* **BRIEF**:
Count every line of the data that includes "cloned". State only the number.

* **EXTRACTED ENTRIES**:
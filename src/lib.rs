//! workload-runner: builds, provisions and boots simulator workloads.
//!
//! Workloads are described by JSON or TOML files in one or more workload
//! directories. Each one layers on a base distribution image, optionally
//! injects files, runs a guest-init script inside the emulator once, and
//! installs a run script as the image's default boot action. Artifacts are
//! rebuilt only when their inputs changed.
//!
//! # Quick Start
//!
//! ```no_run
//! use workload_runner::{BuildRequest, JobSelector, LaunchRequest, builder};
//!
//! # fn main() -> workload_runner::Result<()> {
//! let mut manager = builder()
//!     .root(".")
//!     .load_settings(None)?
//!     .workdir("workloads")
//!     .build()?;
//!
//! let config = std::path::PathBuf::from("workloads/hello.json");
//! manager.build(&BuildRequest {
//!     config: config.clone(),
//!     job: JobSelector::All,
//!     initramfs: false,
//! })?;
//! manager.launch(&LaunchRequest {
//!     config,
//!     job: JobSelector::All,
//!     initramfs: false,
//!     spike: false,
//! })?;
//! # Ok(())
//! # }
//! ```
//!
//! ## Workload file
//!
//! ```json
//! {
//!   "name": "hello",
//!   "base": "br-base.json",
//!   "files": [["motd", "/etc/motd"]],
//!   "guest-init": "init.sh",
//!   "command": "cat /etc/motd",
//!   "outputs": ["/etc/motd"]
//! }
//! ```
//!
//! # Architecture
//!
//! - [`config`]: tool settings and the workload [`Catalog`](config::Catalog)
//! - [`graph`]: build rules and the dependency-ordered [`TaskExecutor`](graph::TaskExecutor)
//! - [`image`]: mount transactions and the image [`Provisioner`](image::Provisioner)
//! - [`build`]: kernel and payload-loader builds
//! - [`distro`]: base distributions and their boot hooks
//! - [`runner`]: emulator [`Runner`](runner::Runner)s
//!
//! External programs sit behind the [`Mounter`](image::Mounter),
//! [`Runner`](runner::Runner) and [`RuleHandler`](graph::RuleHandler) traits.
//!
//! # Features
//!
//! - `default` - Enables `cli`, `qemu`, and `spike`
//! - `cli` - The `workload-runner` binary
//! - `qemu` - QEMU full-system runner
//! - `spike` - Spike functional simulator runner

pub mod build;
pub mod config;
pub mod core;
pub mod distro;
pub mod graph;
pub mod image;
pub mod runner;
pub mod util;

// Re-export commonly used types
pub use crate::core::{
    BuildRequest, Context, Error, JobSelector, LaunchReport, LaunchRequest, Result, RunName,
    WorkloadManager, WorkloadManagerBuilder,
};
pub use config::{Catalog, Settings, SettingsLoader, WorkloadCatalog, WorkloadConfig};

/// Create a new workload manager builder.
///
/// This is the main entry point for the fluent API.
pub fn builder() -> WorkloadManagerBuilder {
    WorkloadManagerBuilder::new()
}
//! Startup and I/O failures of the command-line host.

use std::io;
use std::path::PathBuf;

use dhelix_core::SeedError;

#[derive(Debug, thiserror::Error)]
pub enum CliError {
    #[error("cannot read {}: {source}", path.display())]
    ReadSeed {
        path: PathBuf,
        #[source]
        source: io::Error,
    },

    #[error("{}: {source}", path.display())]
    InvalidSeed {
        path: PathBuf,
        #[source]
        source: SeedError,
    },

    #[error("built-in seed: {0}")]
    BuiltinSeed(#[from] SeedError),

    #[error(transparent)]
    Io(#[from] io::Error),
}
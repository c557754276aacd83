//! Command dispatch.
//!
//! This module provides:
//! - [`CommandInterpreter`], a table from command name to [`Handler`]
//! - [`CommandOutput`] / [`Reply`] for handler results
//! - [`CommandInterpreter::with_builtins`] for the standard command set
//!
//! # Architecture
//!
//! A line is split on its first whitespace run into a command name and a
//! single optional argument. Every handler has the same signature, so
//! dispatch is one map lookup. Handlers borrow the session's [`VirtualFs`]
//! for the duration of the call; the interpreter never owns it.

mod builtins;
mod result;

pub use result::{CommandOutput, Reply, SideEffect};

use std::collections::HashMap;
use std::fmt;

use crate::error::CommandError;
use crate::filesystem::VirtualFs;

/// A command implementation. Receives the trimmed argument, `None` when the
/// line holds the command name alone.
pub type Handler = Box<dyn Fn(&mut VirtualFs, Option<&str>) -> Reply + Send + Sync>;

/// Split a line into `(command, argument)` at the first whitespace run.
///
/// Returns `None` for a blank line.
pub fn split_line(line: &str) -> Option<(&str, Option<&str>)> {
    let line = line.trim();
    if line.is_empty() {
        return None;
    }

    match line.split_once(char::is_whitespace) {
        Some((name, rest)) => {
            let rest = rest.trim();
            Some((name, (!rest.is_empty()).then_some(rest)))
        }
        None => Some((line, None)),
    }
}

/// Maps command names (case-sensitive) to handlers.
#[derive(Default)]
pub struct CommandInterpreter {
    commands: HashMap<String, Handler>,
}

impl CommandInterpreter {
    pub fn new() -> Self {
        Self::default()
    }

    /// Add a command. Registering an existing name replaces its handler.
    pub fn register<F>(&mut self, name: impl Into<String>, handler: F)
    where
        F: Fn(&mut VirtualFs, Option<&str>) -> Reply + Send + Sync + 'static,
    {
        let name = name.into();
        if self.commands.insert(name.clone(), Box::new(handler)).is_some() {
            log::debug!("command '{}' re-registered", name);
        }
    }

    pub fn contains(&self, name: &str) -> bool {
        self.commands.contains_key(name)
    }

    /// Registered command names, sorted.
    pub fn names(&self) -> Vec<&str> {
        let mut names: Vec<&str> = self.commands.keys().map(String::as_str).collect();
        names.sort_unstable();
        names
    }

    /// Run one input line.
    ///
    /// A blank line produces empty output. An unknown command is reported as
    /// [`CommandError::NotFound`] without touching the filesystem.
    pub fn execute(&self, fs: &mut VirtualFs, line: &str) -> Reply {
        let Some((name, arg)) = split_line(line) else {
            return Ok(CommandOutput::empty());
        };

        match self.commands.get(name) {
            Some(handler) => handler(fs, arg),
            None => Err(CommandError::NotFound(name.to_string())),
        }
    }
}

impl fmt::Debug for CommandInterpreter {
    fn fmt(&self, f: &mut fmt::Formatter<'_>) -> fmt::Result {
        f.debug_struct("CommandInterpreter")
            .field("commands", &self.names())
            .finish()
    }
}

...

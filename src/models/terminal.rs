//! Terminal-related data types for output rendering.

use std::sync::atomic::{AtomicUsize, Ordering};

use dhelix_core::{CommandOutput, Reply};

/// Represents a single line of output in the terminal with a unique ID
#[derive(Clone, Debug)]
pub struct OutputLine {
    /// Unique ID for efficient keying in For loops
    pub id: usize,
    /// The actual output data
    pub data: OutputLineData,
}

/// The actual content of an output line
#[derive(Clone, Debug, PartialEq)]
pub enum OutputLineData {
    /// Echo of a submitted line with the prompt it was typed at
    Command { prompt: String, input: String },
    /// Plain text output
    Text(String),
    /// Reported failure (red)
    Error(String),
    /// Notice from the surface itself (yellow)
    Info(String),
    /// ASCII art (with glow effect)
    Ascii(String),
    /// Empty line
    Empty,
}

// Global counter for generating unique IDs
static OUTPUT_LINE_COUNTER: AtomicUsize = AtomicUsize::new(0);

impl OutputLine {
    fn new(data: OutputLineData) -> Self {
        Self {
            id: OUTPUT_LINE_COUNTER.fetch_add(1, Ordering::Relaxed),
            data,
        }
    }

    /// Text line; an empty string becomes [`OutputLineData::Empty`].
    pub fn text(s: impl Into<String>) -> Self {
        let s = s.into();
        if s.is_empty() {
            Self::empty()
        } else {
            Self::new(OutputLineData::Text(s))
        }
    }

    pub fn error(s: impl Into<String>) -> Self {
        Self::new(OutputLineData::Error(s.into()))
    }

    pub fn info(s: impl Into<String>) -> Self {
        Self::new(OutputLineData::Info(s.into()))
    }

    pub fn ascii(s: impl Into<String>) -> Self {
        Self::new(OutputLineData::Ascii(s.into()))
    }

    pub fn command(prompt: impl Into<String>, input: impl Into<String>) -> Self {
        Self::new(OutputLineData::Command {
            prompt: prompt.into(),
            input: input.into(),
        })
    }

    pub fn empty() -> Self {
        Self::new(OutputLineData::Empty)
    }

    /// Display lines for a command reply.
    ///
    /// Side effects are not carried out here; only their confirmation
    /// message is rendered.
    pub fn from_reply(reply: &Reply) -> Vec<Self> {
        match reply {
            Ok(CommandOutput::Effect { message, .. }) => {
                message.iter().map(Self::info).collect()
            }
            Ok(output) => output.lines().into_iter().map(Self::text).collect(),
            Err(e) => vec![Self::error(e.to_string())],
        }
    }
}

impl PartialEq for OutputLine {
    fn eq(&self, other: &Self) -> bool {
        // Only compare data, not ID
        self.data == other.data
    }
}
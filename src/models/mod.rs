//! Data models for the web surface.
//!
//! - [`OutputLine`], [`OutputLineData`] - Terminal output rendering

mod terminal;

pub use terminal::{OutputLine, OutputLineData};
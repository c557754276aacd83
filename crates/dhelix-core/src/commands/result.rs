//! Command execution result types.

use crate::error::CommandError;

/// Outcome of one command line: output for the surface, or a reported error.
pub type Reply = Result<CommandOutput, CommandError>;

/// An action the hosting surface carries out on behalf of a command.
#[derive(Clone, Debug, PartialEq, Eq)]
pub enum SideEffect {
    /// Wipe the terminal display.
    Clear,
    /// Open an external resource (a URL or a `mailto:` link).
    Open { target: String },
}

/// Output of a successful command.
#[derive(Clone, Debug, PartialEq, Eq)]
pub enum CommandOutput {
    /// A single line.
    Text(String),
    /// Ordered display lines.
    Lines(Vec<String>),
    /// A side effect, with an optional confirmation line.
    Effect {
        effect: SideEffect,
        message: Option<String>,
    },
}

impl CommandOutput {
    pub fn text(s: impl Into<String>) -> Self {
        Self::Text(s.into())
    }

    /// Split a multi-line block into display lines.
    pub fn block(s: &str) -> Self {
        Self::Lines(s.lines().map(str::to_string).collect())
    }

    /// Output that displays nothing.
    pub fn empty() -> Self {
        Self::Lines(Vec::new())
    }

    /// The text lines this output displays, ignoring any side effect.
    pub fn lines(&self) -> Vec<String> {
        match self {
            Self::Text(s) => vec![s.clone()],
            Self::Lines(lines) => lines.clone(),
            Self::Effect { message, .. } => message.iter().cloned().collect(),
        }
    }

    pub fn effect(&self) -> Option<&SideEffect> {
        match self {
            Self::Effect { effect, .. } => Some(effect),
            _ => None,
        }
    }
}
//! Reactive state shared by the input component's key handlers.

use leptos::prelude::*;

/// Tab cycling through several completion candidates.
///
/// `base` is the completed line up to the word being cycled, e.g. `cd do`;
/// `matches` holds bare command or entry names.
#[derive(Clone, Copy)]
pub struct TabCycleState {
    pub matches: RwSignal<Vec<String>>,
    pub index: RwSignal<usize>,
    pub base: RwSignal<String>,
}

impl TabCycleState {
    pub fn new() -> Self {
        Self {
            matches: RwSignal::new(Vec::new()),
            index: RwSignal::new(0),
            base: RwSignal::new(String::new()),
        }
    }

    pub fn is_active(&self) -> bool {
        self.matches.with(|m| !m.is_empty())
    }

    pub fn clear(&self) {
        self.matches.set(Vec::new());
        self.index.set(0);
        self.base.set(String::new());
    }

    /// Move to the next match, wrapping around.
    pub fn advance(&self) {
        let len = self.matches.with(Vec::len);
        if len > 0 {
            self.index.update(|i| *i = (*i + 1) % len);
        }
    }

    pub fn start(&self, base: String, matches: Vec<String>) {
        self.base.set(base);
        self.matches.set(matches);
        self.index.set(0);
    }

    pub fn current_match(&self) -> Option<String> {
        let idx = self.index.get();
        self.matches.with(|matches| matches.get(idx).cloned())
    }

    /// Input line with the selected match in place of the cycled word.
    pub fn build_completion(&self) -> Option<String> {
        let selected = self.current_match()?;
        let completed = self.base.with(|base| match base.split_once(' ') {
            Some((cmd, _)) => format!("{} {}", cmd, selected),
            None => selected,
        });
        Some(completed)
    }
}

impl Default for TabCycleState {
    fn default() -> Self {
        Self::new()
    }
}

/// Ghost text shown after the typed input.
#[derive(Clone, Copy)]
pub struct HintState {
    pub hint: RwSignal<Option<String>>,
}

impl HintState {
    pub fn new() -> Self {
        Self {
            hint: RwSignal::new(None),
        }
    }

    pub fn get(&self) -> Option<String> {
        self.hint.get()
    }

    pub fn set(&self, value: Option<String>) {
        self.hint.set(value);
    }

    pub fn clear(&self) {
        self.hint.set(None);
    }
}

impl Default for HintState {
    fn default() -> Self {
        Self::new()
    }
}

* **OUTPUT FOR THIS TASK**:
2